After the end of the First World War , he took a position at the "German Research Institute for Textiles" in Karlsruhe and became head of the biological department. During this time Reimers published a number of papers on bast fibers . Based on these publications, he received his doctorate in Hamburg in 1922 . Ludwig Diels then appointed Reimers as an assistant at the Botanical Museum, where he became senior assistant in 1933 and curator for the Moosherbar in 1948 . Reimers retired in 1958; he still came to the museum every day until an illness prevented him from doing so.

His research trips took him to the Mark Brandenburg region , the southern Harz region and, occasionally, to other areas of Germany. Reimers' longest journey was to Cameroon in 1928 . The collections of plants and mosses from Cameroon survived the Second World War, but the corresponding field book with all information on the location was destroyed in the fire of the Botanical Garden and Botanical Museum Berlin-Dahlem , so that this collection was largely worthless.

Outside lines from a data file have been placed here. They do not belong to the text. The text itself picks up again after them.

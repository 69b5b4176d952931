//! Search-state synchronizer for one dashboard.
//!
//! [`SearchManager`] owns the query, filters, time range, refresh interval,
//! time slice, and ES|QL variables of a dashboard. It folds in what the
//! control group contributes and, when integration is enabled, keeps the
//! state in sync with the shared services and the URL.
//!
//! Consumers get two handles:
//! - [`SearchApi`]: read-only receivers plus setters, for panels and the UI.
//! - [`InternalSearchApi`]: reload requests, unsaved-change detection, reset,
//!   and serialization, for the owning dashboard.
//!
//! Every background reaction is a [`Subscription`]; [`SearchManager::cleanup`]
//! (or dropping the manager) tears all of them down.

mod comparison;
mod control_group;
mod integration;

use std::sync::Arc;
use std::sync::atomic::{AtomicBool, Ordering};
use std::time::Duration;

use futures::stream::BoxStream;
use tokio::sync::{broadcast, watch};
use tracing::debug;

use crate::core::compare::StateDiff;
use crate::core::filters::Filter;
use crate::core::state_update::{combine_filters, reset_filters, serializable_filters};
use crate::core::types::{
    DEFAULT_TIME_RESTORE, EsqlVariable, Query, RefreshInterval, SearchState, TimeRange, TimeSlice,
};
use crate::io::config::SearchSyncConfig;
use crate::reactive::{Pulse, StateCell, Subscription, Subscriptions};
use crate::services::{ControlGroupApi, SearchServices, UrlStateStorage};

/// Getter for the most recently persisted state.
pub type LastSavedState = Arc<dyn Fn() -> Option<SearchState> + Send + Sync>;

/// How the manager talks to the outside world.
#[derive(Clone, Default)]
pub struct CreationOptions {
    /// Mirror state into the shared services.
    pub use_unified_search_integration: bool,
    /// URL storage; integration only activates when this is present.
    pub url_storage: Option<Arc<dyn UrlStateStorage>>,
}

pub struct ManagerInputs {
    pub initial_state: SearchState,
    pub control_group: watch::Receiver<Option<Arc<dyn ControlGroupApi>>>,
    pub time_restore: watch::Receiver<Option<bool>>,
    /// Fires when every panel finished loading.
    pub panels_loaded: Pulse,
    pub last_saved_state: LastSavedState,
    pub services: SearchServices,
    pub options: Option<CreationOptions>,
}

/// State cells owned by one manager.
#[derive(Clone)]
pub(crate) struct SearchCells {
    pub query: StateCell<Option<Query>>,
    pub refresh_interval: StateCell<Option<RefreshInterval>>,
    pub time_range: StateCell<Option<TimeRange>>,
    /// Filters set through the search bar or by the dashboard.
    pub local_filters: StateCell<Option<Vec<Filter>>>,
    /// Local filters followed by control-group filters.
    pub filters: StateCell<Vec<Filter>>,
    pub time_slice: StateCell<Option<TimeSlice>>,
    pub esql_variables: StateCell<Vec<EsqlVariable>>,
}

impl SearchCells {
    fn new(initial: &SearchState) -> Self {
        Self {
            query: StateCell::new(initial.query.clone()),
            refresh_interval: StateCell::new(initial.refresh_interval),
            time_range: StateCell::new(initial.time_range.clone()),
            local_filters: StateCell::new(initial.filters.clone()),
            filters: StateCell::new(combine_filters(initial.filters.as_deref(), None)),
            time_slice: StateCell::new(None),
            esql_variables: StateCell::new(Vec::new()),
        }
    }
}

struct Shared {
    cells: SearchCells,
    services: SearchServices,
    time_restore: watch::Receiver<Option<bool>>,
    sync_with_services: bool,
    control_group_reload: Pulse,
    panels_reload: Pulse,
    comparison_debounce: Duration,
}

impl Shared {
    fn time_restore(&self) -> bool {
        self.time_restore.borrow().unwrap_or(DEFAULT_TIME_RESTORE)
    }

    fn set_and_sync_time_range(&self, time_range: Option<TimeRange>) {
        let time_filter = &self.services.time_filter;
        let next = time_range.unwrap_or_else(|| time_filter.time_defaults());
        self.cells.time_range.set(Some(next.clone()));
        if self.sync_with_services {
            time_filter.set_time(next);
        }
    }

    fn set_and_sync_refresh_interval(&self, interval: Option<RefreshInterval>) {
        let time_filter = &self.services.time_filter;
        let next = interval.unwrap_or_else(|| time_filter.refresh_interval_defaults());
        self.cells.refresh_interval.set(Some(next));
        if self.sync_with_services {
            time_filter.set_refresh_interval(next);
        }
    }

    fn force_refresh(&self) {
        self.control_group_reload.emit();
        self.panels_reload.emit();
    }
}

/// Handle for panels and the search bar. Cheap to clone.
#[derive(Clone)]
pub struct SearchApi {
    shared: Arc<Shared>,
}

impl SearchApi {
    /// Combined filters: local ones, then the control group's.
    pub fn filters(&self) -> watch::Receiver<Vec<Filter>> {
        self.shared.cells.filters.subscribe()
    }

    /// Filters set locally, without control-group contributions.
    pub fn local_filters(&self) -> watch::Receiver<Option<Vec<Filter>>> {
        self.shared.cells.local_filters.subscribe()
    }

    pub fn esql_variables(&self) -> watch::Receiver<Vec<EsqlVariable>> {
        self.shared.cells.esql_variables.subscribe()
    }

    pub fn query(&self) -> watch::Receiver<Option<Query>> {
        self.shared.cells.query.subscribe()
    }

    pub fn refresh_interval(&self) -> watch::Receiver<Option<RefreshInterval>> {
        self.shared.cells.refresh_interval.subscribe()
    }

    pub fn time_range(&self) -> watch::Receiver<Option<TimeRange>> {
        self.shared.cells.time_range.subscribe()
    }

    pub fn time_slice(&self) -> watch::Receiver<Option<TimeSlice>> {
        self.shared.cells.time_slice.subscribe()
    }

    pub fn set_filters(&self, filters: Vec<Filter>) {
        self.shared.cells.local_filters.set(Some(filters));
    }

    pub fn set_query(&self, query: Query) {
        self.shared.cells.query.set(Some(query));
    }

    /// Set the time range, falling back to the time filter's defaults, and
    /// push it to the time filter when integration is enabled.
    pub fn set_time_range(&self, time_range: Option<TimeRange>) {
        self.shared.set_and_sync_time_range(time_range);
    }

    /// Reload the control group and every panel.
    pub fn force_refresh(&self) {
        debug!("forced refresh");
        self.shared.force_refresh();
    }
}

/// Handle for the owning dashboard.
#[derive(Clone)]
pub struct InternalSearchApi {
    shared: Arc<Shared>,
}

impl InternalSearchApi {
    pub fn control_group_reload(&self) -> broadcast::Receiver<()> {
        self.shared.control_group_reload.subscribe()
    }

    pub fn panels_reload(&self) -> broadcast::Receiver<()> {
        self.shared.panels_reload.subscribe()
    }

    /// Unsaved-change detection against `last_saved`.
    ///
    /// Live state is sampled after a quiet period (see
    /// [`SearchSyncConfig::comparison_debounce_ms`]); a change of the saved
    /// state is compared right away.
    pub fn start_comparing(
        &self,
        last_saved: watch::Receiver<SearchState>,
    ) -> BoxStream<'static, StateDiff> {
        comparison::diff_stream(Arc::clone(&self.shared), last_saved)
    }

    /// Return to `saved`. Pinned filters survive.
    pub fn reset(&self, saved: &SearchState) {
        let cells = &self.shared.cells;
        let filters = cells
            .local_filters
            .with(|current| reset_filters(current.as_deref(), saved.filters.as_deref()));
        cells.local_filters.set(Some(filters));
        if let Some(query) = &saved.query {
            cells.query.set(Some(query.clone()));
        }
        if saved.time_restore == Some(true) {
            self.shared.set_and_sync_refresh_interval(saved.refresh_interval);
            self.shared.set_and_sync_time_range(saved.time_range.clone());
        }
        debug!(time_restore = ?saved.time_restore, "search state reset");
    }

    /// State as persisted. Pinned filters are left out.
    pub fn get_state(&self) -> SearchState {
        let cells = &self.shared.cells;
        SearchState {
            filters: cells
                .local_filters
                .with(|filters| serializable_filters(filters.as_deref())),
            query: cells.query.get(),
            refresh_interval: cells.refresh_interval.get(),
            time_range: cells.time_range.get(),
            time_restore: Some(self.shared.time_restore()),
        }
    }

    /// Local write only.
    pub fn set_refresh_interval(&self, interval: RefreshInterval) {
        self.shared.cells.refresh_interval.set(Some(interval));
    }

    pub fn set_and_sync_refresh_interval(&self, interval: Option<RefreshInterval>) {
        self.shared.set_and_sync_refresh_interval(interval);
    }

    pub fn set_and_sync_time_range(&self, time_range: Option<TimeRange>) {
        self.shared.set_and_sync_time_range(time_range);
    }
}

/// Running synchronizer.
pub struct SearchManager {
    api: SearchApi,
    internal: InternalSearchApi,
    control_group: Subscriptions,
    integration: Subscriptions,
    stop_syncing: Subscriptions,
    cleaned_up: AtomicBool,
}

impl SearchManager {
    /// Build the state cells and start every reaction. Must be called inside a
    /// tokio runtime.
    pub fn initialize(inputs: ManagerInputs, cfg: &SearchSyncConfig) -> Self {
        let ManagerInputs {
            initial_state,
            control_group,
            time_restore,
            panels_loaded,
            last_saved_state,
            services,
            options,
        } = inputs;
        let options = options.unwrap_or_default();

        let shared = Arc::new(Shared {
            cells: SearchCells::new(&initial_state),
            services,
            time_restore,
            sync_with_services: options.use_unified_search_integration,
            control_group_reload: Pulse::new(),
            panels_reload: Pulse::new(),
            comparison_debounce: cfg.comparison_debounce(),
        });

        let control_subscriptions = Subscriptions::new();
        control_subscriptions.add(control_group::fold(&shared.cells, control_group));

        let integration = Subscriptions::new();
        let stop_syncing = Subscriptions::new();
        if options.use_unified_search_integration
            && let Some(storage) = options.url_storage
        {
            let active = integration::activate(
                &shared,
                storage,
                panels_loaded,
                last_saved_state,
                cfg,
            );
            for subscription in active.reactions {
                integration.add(subscription);
            }
            let url_sync = active.url_sync;
            stop_syncing.add(Subscription::from_fn(move || url_sync.stop()));
            stop_syncing.add(active.binding);
        } else {
            debug!("unified search integration disabled");
        }

        Self {
            api: SearchApi {
                shared: Arc::clone(&shared),
            },
            internal: InternalSearchApi { shared },
            control_group: control_subscriptions,
            integration,
            stop_syncing,
            cleaned_up: AtomicBool::new(false),
        }
    }

    pub fn api(&self) -> SearchApi {
        self.api.clone()
    }

    pub fn internal_api(&self) -> InternalSearchApi {
        self.internal.clone()
    }

    pub fn is_cleaned_up(&self) -> bool {
        self.cleaned_up.load(Ordering::SeqCst)
    }

    /// Stop every reaction and the URL/service syncing. Later calls are no-ops.
    pub fn cleanup(&self) {
        if self.cleaned_up.swap(true, Ordering::SeqCst) {
            return;
        }
        self.control_group.unsubscribe();
        self.integration.unsubscribe();
        self.stop_syncing.unsubscribe();
        debug!("search manager cleaned up");
    }
}

impl Drop for SearchManager {
    fn drop(&mut self) {
        self.cleanup();
    }
}
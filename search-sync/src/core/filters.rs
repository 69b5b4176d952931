//! Filter clauses and the comparisons the synchronizer relies on.

use serde::{Deserialize, Serialize};
use serde_json::{Map, Value};

#[derive(Debug, Clone, Copy, PartialEq, Eq, Serialize, Deserialize)]
pub enum FilterStateStore {
    #[serde(rename = "appState")]
    AppState,
    #[serde(rename = "globalState")]
    GlobalState,
}

#[derive(Debug, Clone, Copy, PartialEq, Eq, Serialize, Deserialize)]
pub struct FilterState {
    pub store: FilterStateStore,
}

#[derive(Debug, Clone, Default, PartialEq, Serialize, Deserialize)]
#[serde(rename_all = "camelCase")]
pub struct FilterMeta {
    #[serde(default, skip_serializing_if = "Option::is_none")]
    pub alias: Option<String>,
    #[serde(default)]
    pub disabled: bool,
    #[serde(default)]
    pub negate: bool,
    #[serde(default, skip_serializing_if = "Option::is_none")]
    pub index: Option<String>,
    #[serde(default, skip_serializing_if = "Option::is_none")]
    pub key: Option<String>,
    #[serde(default, skip_serializing_if = "Option::is_none")]
    pub value: Option<Value>,
    #[serde(default, skip_serializing_if = "Option::is_none")]
    pub params: Option<Value>,
    #[serde(default, rename = "type", skip_serializing_if = "Option::is_none")]
    pub kind: Option<String>,
    #[serde(default, skip_serializing_if = "Option::is_none")]
    pub controlled_by: Option<String>,
    #[serde(default, skip_serializing_if = "Option::is_none")]
    pub group: Option<String>,
}

/// A single filter clause.
#[derive(Debug, Clone, Default, PartialEq, Serialize, Deserialize)]
pub struct Filter {
    pub meta: FilterMeta,
    #[serde(default, skip_serializing_if = "Option::is_none")]
    pub query: Option<Value>,
    #[serde(default, rename = "$state", skip_serializing_if = "Option::is_none")]
    pub state: Option<FilterState>,
    /// Top-level clause bodies of older filters (`range`, `exists`, `script`).
    #[serde(flatten)]
    pub extra: Map<String, Value>,
}

impl Filter {
    /// Pinned filters live in the global store and follow the user across apps.
    pub fn is_pinned(&self) -> bool {
        matches!(
            self.state,
            Some(FilterState {
                store: FilterStateStore::GlobalState
            })
        )
    }

    pub fn pin(mut self) -> Self {
        self.state = Some(FilterState {
            store: FilterStateStore::GlobalState,
        });
        self
    }

    pub fn unpin(mut self) -> Self {
        self.state = Some(FilterState {
            store: FilterStateStore::AppState,
        });
        self
    }
}

/// The parts of a filter that count when comparing with all options enabled.
///
/// Meta fields other than `index`, `negate`, `disabled` and `alias` are
/// display metadata and never make two filters differ.
#[derive(Debug, PartialEq)]
struct Fingerprint<'a> {
    query: Option<&'a Value>,
    extra: &'a Map<String, Value>,
    state: Option<FilterState>,
    index: Option<&'a str>,
    negate: bool,
    disabled: bool,
    alias: Option<&'a str>,
}

impl<'a> From<&'a Filter> for Fingerprint<'a> {
    fn from(filter: &'a Filter) -> Self {
        Fingerprint {
            query: filter.query.as_ref(),
            extra: &filter.extra,
            state: filter.state,
            index: filter.meta.index.as_deref(),
            negate: filter.meta.negate,
            disabled: filter.meta.disabled,
            alias: filter.meta.alias.as_deref(),
        }
    }
}

/// Compare two filter lists as multisets of fingerprints.
///
/// Order is ignored; duplicates must match in count.
pub fn compare_filters(first: &[Filter], second: &[Filter]) -> bool {
    if first.len() != second.len() {
        return false;
    }
    let mut unmatched: Vec<Fingerprint<'_>> = second.iter().map(Fingerprint::from).collect();
    for filter in first {
        let fingerprint = Fingerprint::from(filter);
        match unmatched.iter().position(|other| *other == fingerprint) {
            Some(idx) => {
                unmatched.swap_remove(idx);
            }
            None => return false,
        }
    }
    true
}

/// Filters without pinned entries, preserving order.
pub fn strip_pinned(filters: &[Filter]) -> Vec<Filter> {
    filters.iter().filter(|f| !f.is_pinned()).cloned().collect()
}

/// Only the pinned entries, preserving order.
pub fn pinned_only(filters: &[Filter]) -> Vec<Filter> {
    filters.iter().filter(|f| f.is_pinned()).cloned().collect()
}

/// `filters` preceded by the pinned entries of `from` it does not already
/// hold.
pub fn with_missing_pinned(filters: &[Filter], from: &[Filter]) -> Vec<Filter> {
    let mut merged: Vec<Filter> = from
        .iter()
        .filter(|candidate| {
            candidate.is_pinned()
                && !filters
                    .iter()
                    .any(|f| Fingerprint::from(f) == Fingerprint::from(*candidate))
        })
        .cloned()
        .collect();
    merged.extend(filters.iter().cloned());
    merged
}

/// Drop `meta.value`, which is derived display data and must not be stored.
pub fn clean_filters_for_serialize(filters: Vec<Filter>) -> Vec<Filter> {
    filters
        .into_iter()
        .map(|mut filter| {
            filter.meta.value = None;
            filter
        })
        .collect()
}

#[cfg(test)]
mod tests {
    use super::*;
    use serde_json::json;

    fn phrase(field: &str, value: &str) -> Filter {
        Filter {
            meta: FilterMeta {
                key: Some(field.to_string()),
                index: Some("logs-*".to_string()),
                ..FilterMeta::default()
            },
            query: Some(json!({ "match_phrase": { field: value } })),
            ..Filter::default()
        }
    }

    #[test]
    fn pinned_means_global_store() {
        assert!(!phrase("host", "a").is_pinned());
        assert!(!phrase("host", "a").unpin().is_pinned());
        assert!(phrase("host", "a").pin().is_pinned());
    }

    #[test]
    fn compare_ignores_order_and_display_meta() {
        let mut labelled = phrase("host", "a");
        labelled.meta.value = Some(json!("a"));
        labelled.meta.key = Some("renamed".to_string());

        let left = vec![labelled, phrase("service", "api")];
        let right = vec![phrase("service", "api"), phrase("host", "a")];
        assert!(compare_filters(&left, &right));
    }

    #[test]
    fn compare_respects_negate_disabled_and_duplicates() {
        let mut negated = phrase("host", "a");
        negated.meta.negate = true;
        assert!(!compare_filters(&[negated], &[phrase("host", "a")]));

        let mut disabled = phrase("host", "a");
        disabled.meta.disabled = true;
        assert!(!compare_filters(&[disabled], &[phrase("host", "a")]));

        let twice = vec![phrase("host", "a"), phrase("host", "a")];
        let mixed = vec![phrase("host", "a"), phrase("host", "b")];
        assert!(!compare_filters(&twice, &mixed));
    }

    #[test]
    fn compare_sees_store_difference() {
        assert!(!compare_filters(
            &[phrase("host", "a").pin()],
            &[phrase("host", "a").unpin()]
        ));
    }

    #[test]
    fn clean_drops_meta_value_only() {
        let mut filter = phrase("host", "a");
        filter.meta.value = Some(json!("a"));
        let cleaned = clean_filters_for_serialize(vec![filter]);
        assert_eq!(cleaned, vec![phrase("host", "a")]);
    }

    #[test]
    fn missing_pinned_filters_are_prepended_once() {
        let local = vec![phrase("host", "a").pin(), phrase("service", "api")];
        let service = vec![
            phrase("host", "a").pin(),
            phrase("env", "prod").pin(),
            phrase("other", "x"),
        ];
        let merged = with_missing_pinned(&local, &service);
        assert_eq!(
            merged,
            vec![
                phrase("env", "prod").pin(),
                phrase("host", "a").pin(),
                phrase("service", "api"),
            ]
        );
    }

    #[test]
    fn legacy_top_level_clause_survives_and_counts() {
        let raw = json!({
            "meta": { "disabled": false, "negate": false },
            "range": { "bytes": { "gte": 10 } }
        });
        let parsed: Filter = serde_json::from_value(raw.clone()).expect("parse");
        assert_eq!(parsed.extra["range"], raw["range"]);
        assert_eq!(serde_json::to_value(&parsed).expect("encode")["range"], raw["range"]);

        let mut wider = parsed.clone();
        wider.extra["range"] = json!({ "bytes": { "gte": 20 } });
        assert!(!compare_filters(&[parsed], &[wider]));
    }

    #[test]
    fn state_field_round_trips_with_dollar_name() {
        let parsed: Filter = serde_json::from_value(json!({
            "meta": { "disabled": false, "negate": false },
            "$state": { "store": "globalState" }
        }))
        .expect("parse");
        assert!(parsed.is_pinned());
    }
}
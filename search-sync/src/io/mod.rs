//! File I/O for configuration and state snapshots.

pub mod config;
pub mod state_file;

use std::fs;
use std::path::{Path, PathBuf};

use anyhow::{Context, Result};

/// Write `contents` through a sibling temp file and rename it into place.
fn write_atomic(path: &Path, contents: &str) -> Result<()> {
    let parent = path
        .parent()
        .with_context(|| format!("path missing parent {}", path.display()))?;
    if !parent.as_os_str().is_empty() {
        fs::create_dir_all(parent)
            .with_context(|| format!("create directory {}", parent.display()))?;
    }
    let mut tmp_name = path.as_os_str().to_owned();
    tmp_name.push(".tmp");
    let tmp_path = PathBuf::from(tmp_name);
    fs::write(&tmp_path, contents)
        .with_context(|| format!("write temp file {}", tmp_path.display()))?;
    fs::rename(&tmp_path, path).with_context(|| format!("replace {}", path.display()))?;
    Ok(())
}

#[cfg(test)]
mod tests {
    use super::*;

    #[test]
    fn sibling_files_get_distinct_temp_names() {
        let temp = tempfile::tempdir().expect("tempdir");
        let json = temp.path().join("state.json");
        let toml = temp.path().join("state.toml");
        fs::write(json.with_extension("json.tmp"), "stale").expect("seed json temp");

        write_atomic(&json, "{}").expect("write json");
        write_atomic(&toml, "key = 1").expect("write toml");

        assert_eq!(fs::read_to_string(&json).expect("read json"), "{}");
        assert_eq!(fs::read_to_string(&toml).expect("read toml"), "key = 1");
        assert!(!temp.path().join("state.json.tmp").exists());
        assert!(!temp.path().join("state.tmp").exists());
    }
}
//! Time value normalization for time-range comparison.
//!
//! Absolute timestamps are compared by instant, regardless of how they were
//! written. Anything that does not parse as a timestamp is a relative
//! expression (`now`, `now-15m`, `now/d`) and is compared as written.

use chrono::{DateTime, Local, NaiveDate, NaiveDateTime, SecondsFormat, TimeZone, Utc};

const OFFSET_FORMATS: &[&str] = &["%Y-%m-%dT%H:%M:%S%.f%z", "%Y-%m-%d %H:%M:%S%.f%z"];

const NAIVE_FORMATS: &[&str] = &[
    "%Y-%m-%dT%H:%M:%S%.f",
    "%Y-%m-%d %H:%M:%S%.f",
    "%Y-%m-%dT%H:%M",
    "%Y-%m-%d %H:%M",
];

/// Parse an absolute timestamp. Naive values are read in local time.
pub fn parse_absolute(value: &str) -> Option<DateTime<Utc>> {
    let value = value.trim();
    if value.is_empty() {
        return None;
    }
    if let Ok(parsed) = DateTime::parse_from_rfc3339(value) {
        return Some(parsed.with_timezone(&Utc));
    }
    if let Ok(parsed) = DateTime::parse_from_rfc2822(value) {
        return Some(parsed.with_timezone(&Utc));
    }
    for format in OFFSET_FORMATS {
        if let Ok(parsed) = DateTime::parse_from_str(value, format) {
            return Some(parsed.with_timezone(&Utc));
        }
    }
    let naive = NAIVE_FORMATS
        .iter()
        .find_map(|format| NaiveDateTime::parse_from_str(value, format).ok())
        .or_else(|| {
            NaiveDate::parse_from_str(value, "%Y-%m-%d")
                .ok()
                .and_then(|date| date.and_hms_opt(0, 0, 0))
        })?;
    Local
        .from_local_datetime(&naive)
        .earliest()
        .map(|local| local.with_timezone(&Utc))
}

/// Canonical UTC rendering (`YYYY-MM-DDTHH:mm:ss.SSSZ`) or the raw string.
pub fn to_utc_string(value: &str) -> String {
    match parse_absolute(value) {
        Some(instant) => instant.to_rfc3339_opts(SecondsFormat::Millis, true),
        None => value.to_string(),
    }
}

pub fn are_times_equal(a: Option<&str>, b: Option<&str>) -> bool {
    match (a, b) {
        (None, None) => true,
        (Some(a), Some(b)) => to_utc_string(a) == to_utc_string(b),
        _ => false,
    }
}

#[cfg(test)]
mod tests {
    use super::*;

    #[test]
    fn absolute_values_render_in_utc_millis() {
        assert_eq!(
            to_utc_string("2024-03-01T10:00:00+02:00"),
            "2024-03-01T08:00:00.000Z"
        );
        assert_eq!(
            to_utc_string("2024-03-01T08:00:00.5Z"),
            "2024-03-01T08:00:00.500Z"
        );
    }

    #[test]
    fn relative_expressions_are_kept_verbatim() {
        assert_eq!(to_utc_string("now-15m"), "now-15m");
        assert_eq!(to_utc_string("now/d"), "now/d");
        assert_eq!(to_utc_string(""), "");
    }

    #[test]
    fn same_instant_written_differently_is_equal() {
        assert!(are_times_equal(
            Some("2024-03-01T08:00:00Z"),
            Some("2024-03-01T10:00:00.000+02:00")
        ));
        assert!(are_times_equal(
            Some("Fri, 01 Mar 2024 08:00:00 +0000"),
            Some("2024-03-01T08:00:00.000Z")
        ));
    }

    #[test]
    fn relative_expressions_compare_by_raw_string() {
        assert!(are_times_equal(Some("now-15m"), Some("now-15m")));
        assert!(!are_times_equal(Some("now-15m"), Some("now-900s")));
        assert!(!are_times_equal(Some("now"), Some("2024-03-01T08:00:00Z")));
    }

    #[test]
    fn absent_only_equals_absent() {
        assert!(are_times_equal(None, None));
        assert!(!are_times_equal(Some("now"), None));
    }
}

The scope of his publications ranges from the vegetation of the Lithuanian raised bogs to South American gentian plants (Gentianaceae) to Carex reichbachi and the technical use of bast fibers. In more than half of his publications, however, he dealt with mosses.

Works

  • About the internal structure of the bast fibers (Berlin 1922)
  • The vegetation of the Rhon bogs (1924)
  • About the occurrence of the North American-East Asian deciduous moss (1925)
  • Contribution to the bryophyte flora of southern America I and II (1926)
  • About the thermotaxis of lower organisms Borntraeger (Leipzig 1927)
  • Vegetation studies on Lithuanian and East Prussian raised bogs Bavarian Academy of Sciences (Munich 1929)
  • Contribution to the moss flora of Korea (1930)

literature

  • Jens Eggers and Jan P Frahm: Lexicon of German-speaking bryologists. Books on Demand 2001, pp. 399-403.